▶ _Work task_: Retrieve every line of the data holding the word "Some".

Segment Open

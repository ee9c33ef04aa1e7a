// Portfolio model.
// Project records derived from repositories and READMEs, plus the static portfolio content.

pub mod format;
pub mod language;
pub mod manual;
pub mod project;
pub mod skills;

pub use manual::{ManualProject, ProjectSource, load_projects};
pub use project::Project;
pub use skills::{Skill, default_skills};
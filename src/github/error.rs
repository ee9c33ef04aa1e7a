// Errors raised while talking to the GitHub REST API.
// Operations fold these into `FolioError::Fetch` before returning to callers.

use thiserror::Error;

use crate::http::HttpError;

#[derive(Error, Debug)]
pub enum ApiError {
    #[error(transparent)]
    Transport(#[from] HttpError),

    #[error("Authentication failed: invalid or expired token")]
    Unauthorized,

    #[error("Resource not found: {0}")]
    NotFound(String),

    #[error("Rate limit exceeded, resets at {reset_at}")]
    RateLimited { reset_at: String },

    #[error("HTTP {status}: {body}")]
    Status { status: u16, body: String },

    #[error("Unexpected response body: {0}")]
    Decode(#[from] serde_json::Error),

    #[error("Undecodable content: {0}")]
    Content(String),

    #[error("Invalid request URL: {0}")]
    Url(String),
}

impl ApiError {
    pub fn is_not_found(&self) -> bool {
        matches!(self, ApiError::NotFound(_))
    }
}
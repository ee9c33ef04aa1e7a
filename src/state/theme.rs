// Theme preference.
// Persisted as JSON under the cache directory so it survives restarts.

use std::path::PathBuf;

use serde::{Deserialize, Serialize};

use crate::cache::disk::{read_json, write_json};
use crate::error::Result;

#[derive(Debug, Clone, Copy, PartialEq, Eq, Default, Serialize, Deserialize)]
#[serde(rename_all = "lowercase")]
pub enum Theme {
    Light,
    #[default]
    Dark,
}

impl Theme {
    pub fn toggled(self) -> Self {
        match self {
            Theme::Light => Theme::Dark,
            Theme::Dark => Theme::Light,
        }
    }

    pub fn title(&self) -> &'static str {
        match self {
            Theme::Light => "light",
            Theme::Dark => "dark",
        }
    }
}

#[derive(Debug, Default, Serialize, Deserialize)]
struct Preferences {
    #[serde(default)]
    theme: Theme,
}

/// Current theme plus where to save it. Without a path nothing is persisted.
#[derive(Debug)]
pub struct ThemeStore {
    path: Option<PathBuf>,
    theme: Theme,
}

impl ThemeStore {
    /// Load the saved theme. An unreadable preferences file means the default.
    pub fn load(path: Option<PathBuf>) -> Self {
        let theme = match path.as_deref().map(read_json::<Preferences>) {
            Some(Ok(Some(prefs))) => prefs.theme,
            Some(Err(e)) => {
                tracing::warn!(error = %e, "Ignoring unreadable preferences");
                Theme::default()
            }
            _ => Theme::default(),
        };
        Self { path, theme }
    }

    pub fn theme(&self) -> Theme {
        self.theme
    }

    pub fn set(&mut self, theme: Theme) -> Result<()> {
        self.theme = theme;
        if let Some(path) = &self.path {
            write_json(path, &Preferences { theme })?;
            tracing::debug!(theme = theme.title(), "Saved theme");
        }
        Ok(())
    }

    /// Flip between light and dark and save the result.
    pub fn toggle(&mut self) -> Result<Theme> {
        self.set(self.theme.toggled())?;
        Ok(self.theme)
    }
}
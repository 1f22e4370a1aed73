pub mod services;
pub mod utils;
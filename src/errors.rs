use thiserror::Error;

use crate::ledger::CategoryKind;

/// Failures raised by wallet lookups and kind-restricted operations.
#[derive(Debug, Clone, PartialEq, Error)]
pub enum WalletError {
    #[error("Category not found: {0}")]
    CategoryNotFound(String),
    #[error("Category {name} is not an {expected} category.")]
    InvalidCategoryType { name: String, expected: CategoryKind },
}

/// Registration and authentication failures against the user store.
#[derive(Debug, Clone, PartialEq, Eq, Error)]
pub enum StoreError {
    #[error("User already exists!")]
    UserExists(String),
    #[error("Username and password cannot be empty.")]
    InvalidCredentials,
    #[error("Invalid username or password.")]
    AuthenticationFailed,
}

/// Persistence failures for the user store snapshot.
#[derive(Debug, Error)]
pub enum StorageError {
    #[error("I/O error: {0}")]
    Io(#[from] std::io::Error),
    #[error("Serialization error: {0}")]
    Serde(#[from] serde_json::Error),
    #[error("Backup not found: {0}")]
    BackupNotFound(String),
}

/// Configuration file failures.
#[derive(Debug, Error)]
pub enum ConfigError {
    #[error("I/O error: {0}")]
    Io(#[from] std::io::Error),
    #[error("Serialization error: {0}")]
    Serde(String),
}

/// Top-level error surfaced by the interactive shell.
#[derive(Debug, Error)]
pub enum CliError {
    #[error(transparent)]
    Storage(#[from] StorageError),
    #[error(transparent)]
    Config(#[from] ConfigError),
    #[error("Input error: {0}")]
    Readline(#[from] rustyline::error::ReadlineError),
    #[error("I/O error: {0}")]
    Io(#[from] std::io::Error),
    #[error("Prompt error: {0}")]
    Prompt(#[from] dialoguer::Error),
}
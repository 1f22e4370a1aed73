//! Wallet ledger model: categories, transactions, wallets, users, and the store.

pub mod category;
pub mod report;
pub mod store;
pub mod transaction;
pub mod user;
pub mod wallet;

pub use category::{Category, CategoryKind, CategoryVariant};
pub use report::{
    BudgetPosition, ExpenseBreakdown, ExpenseLine, IncomeBreakdown, IncomeLine, TotalKind,
    TotalReport,
};
pub use store::UserStore;
pub use transaction::Transaction;
pub use user::User;
pub use wallet::Wallet;
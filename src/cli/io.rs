use std::io::BufRead;

use dialoguer::Confirm;
use rustyline::{error::ReadlineError, DefaultEditor};

use crate::errors::CliError;

/// Line-based input consumed by the session. `Ok(None)` means input is exhausted.
pub trait LineSource {
    fn read_line(&mut self, prompt: &str) -> Result<Option<String>, CliError>;
}

/// Interactive terminal input with line editing and history.
pub struct EditorSource {
    editor: DefaultEditor,
}

impl EditorSource {
    pub fn new() -> Result<Self, CliError> {
        Ok(Self {
            editor: DefaultEditor::new()?,
        })
    }
}

impl LineSource for EditorSource {
    fn read_line(&mut self, prompt: &str) -> Result<Option<String>, CliError> {
        loop {
            match self.editor.readline(prompt) {
                Ok(line) => {
                    if !line.trim().is_empty() {
                        self.editor.add_history_entry(line.trim()).ok();
                    }
                    return Ok(Some(line));
                }
                Err(ReadlineError::Interrupted) => {
                    if confirm_action("Exit the wallet?", false)? {
                        return Ok(None);
                    }
                }
                Err(ReadlineError::Eof) => return Ok(None),
                Err(err) => return Err(err.into()),
            }
        }
    }
}

/// Plain line reader for scripted sessions and tests. Prompts are not echoed.
pub struct ScriptSource<R> {
    reader: R,
}

impl<R: BufRead> ScriptSource<R> {
    pub fn new(reader: R) -> Self {
        Self { reader }
    }
}

impl<R: BufRead> LineSource for ScriptSource<R> {
    fn read_line(&mut self, _prompt: &str) -> Result<Option<String>, CliError> {
        let mut line = String::new();
        if self.reader.read_line(&mut line)? == 0 {
            return Ok(None);
        }
        let trimmed_len = line.trim_end_matches(['\r', '\n']).len();
        line.truncate(trimmed_len);
        Ok(Some(line))
    }
}

/// Prompt the user for confirmation with a yes/no question.
pub fn confirm_action(prompt: &str, default: bool) -> Result<bool, CliError> {
    Confirm::new()
        .with_prompt(prompt)
        .default(default)
        .interact()
        .map_err(CliError::from)
}

/// Why an amount entry was rejected.
#[derive(Debug, Clone, Copy, PartialEq, Eq)]
pub enum AmountError {
    NotANumber,
    Negative,
}

impl AmountError {
    pub fn message(self) -> &'static str {
        match self {
            AmountError::NotANumber => "Invalid amount. Please enter a valid number.",
            AmountError::Negative => "Amount must be positive. Try again.",
        }
    }
}

/// Parses a non-negative, finite amount.
pub fn parse_amount(input: &str) -> Result<f64, AmountError> {
    let value: f64 = input.trim().parse().map_err(|_| AmountError::NotANumber)?;
    if !value.is_finite() {
        return Err(AmountError::NotANumber);
    }
    if value < 0.0 {
        return Err(AmountError::Negative);
    }
    Ok(value)
}
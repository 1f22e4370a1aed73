//! Budget assignment policy for expense categories.

use crate::core::services::ServiceResult;
use crate::ledger::{Category, Wallet};

#[derive(Debug, Clone, Copy, PartialEq, Eq)]
pub enum BudgetOutcome {
    /// No category had that name; a new expense category now carries the budget.
    Created,
    Updated,
}

pub struct BudgetService;

impl BudgetService {
    /// Sets the budget of the named expense category, creating it when absent.
    /// Income categories cannot carry a budget.
    pub fn set_budget(wallet: &mut Wallet, name: &str, budget: f64) -> ServiceResult<BudgetOutcome> {
        if !wallet.contains_category(name) {
            wallet.add_category(Category::expense(name, budget));
            tracing::debug!(category = name, budget, "created expense category with budget");
            return Ok(BudgetOutcome::Created);
        }
        wallet.category_mut(name)?.set_budget(budget)?;
        tracing::debug!(category = name, budget, "updated budget");
        Ok(BudgetOutcome::Updated)
    }
}

#[cfg(test)]
mod tests {
    use super::*;
    use crate::core::services::ServiceError;
    use crate::errors::WalletError;
    use crate::ledger::{CategoryKind, Transaction};

    #[test]
    fn absent_name_creates_expense_category() {
        let mut wallet = Wallet::new();
        let outcome = BudgetService::set_budget(&mut wallet, "food", 40.0).unwrap();

        assert_eq!(outcome, BudgetOutcome::Created);
        let food = wallet.category("food").unwrap();
        assert!(food.is_expense());
        assert_eq!(food.budget(), Some(40.0));
        assert_eq!(food.current_amount(), 0.0);
    }

    #[test]
    fn existing_expense_budget_is_replaced() {
        let mut wallet = Wallet::new();
        wallet.add_category(Category::expense("food", 40.0));
        wallet
            .add_transaction(Transaction::expense("food", 60.0))
            .unwrap();

        let outcome = BudgetService::set_budget(&mut wallet, "food", 10.0).unwrap();
        assert_eq!(outcome, BudgetOutcome::Updated);
        assert_eq!(wallet.category("food").unwrap().remaining_budget(), Some(-50.0));
    }

    #[test]
    fn income_category_is_rejected() {
        let mut wallet = Wallet::new();
        wallet.add_category(Category::income("salary"));

        let err = BudgetService::set_budget(&mut wallet, "salary", 10.0).unwrap_err();
        assert_eq!(
            err,
            ServiceError::Wallet(WalletError::InvalidCategoryType {
                name: "salary".into(),
                expected: CategoryKind::Expense,
            })
        );
        assert_eq!(wallet.category("salary").unwrap().budget(), None);
    }
}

Segment Closed

▶ _Result for this task_:
            Some(Ok(Some(prefs))) => prefs.theme,
            Some(Err(e)) => {
        if let Some(path) = &self.path {
                    return Ok(Some(line));
        Ok(Some(line))
        assert_eq!(food.budget(), Some(40.0));
        assert_eq!(wallet.category("food").unwrap().remaining_budget(), Some(-50.0));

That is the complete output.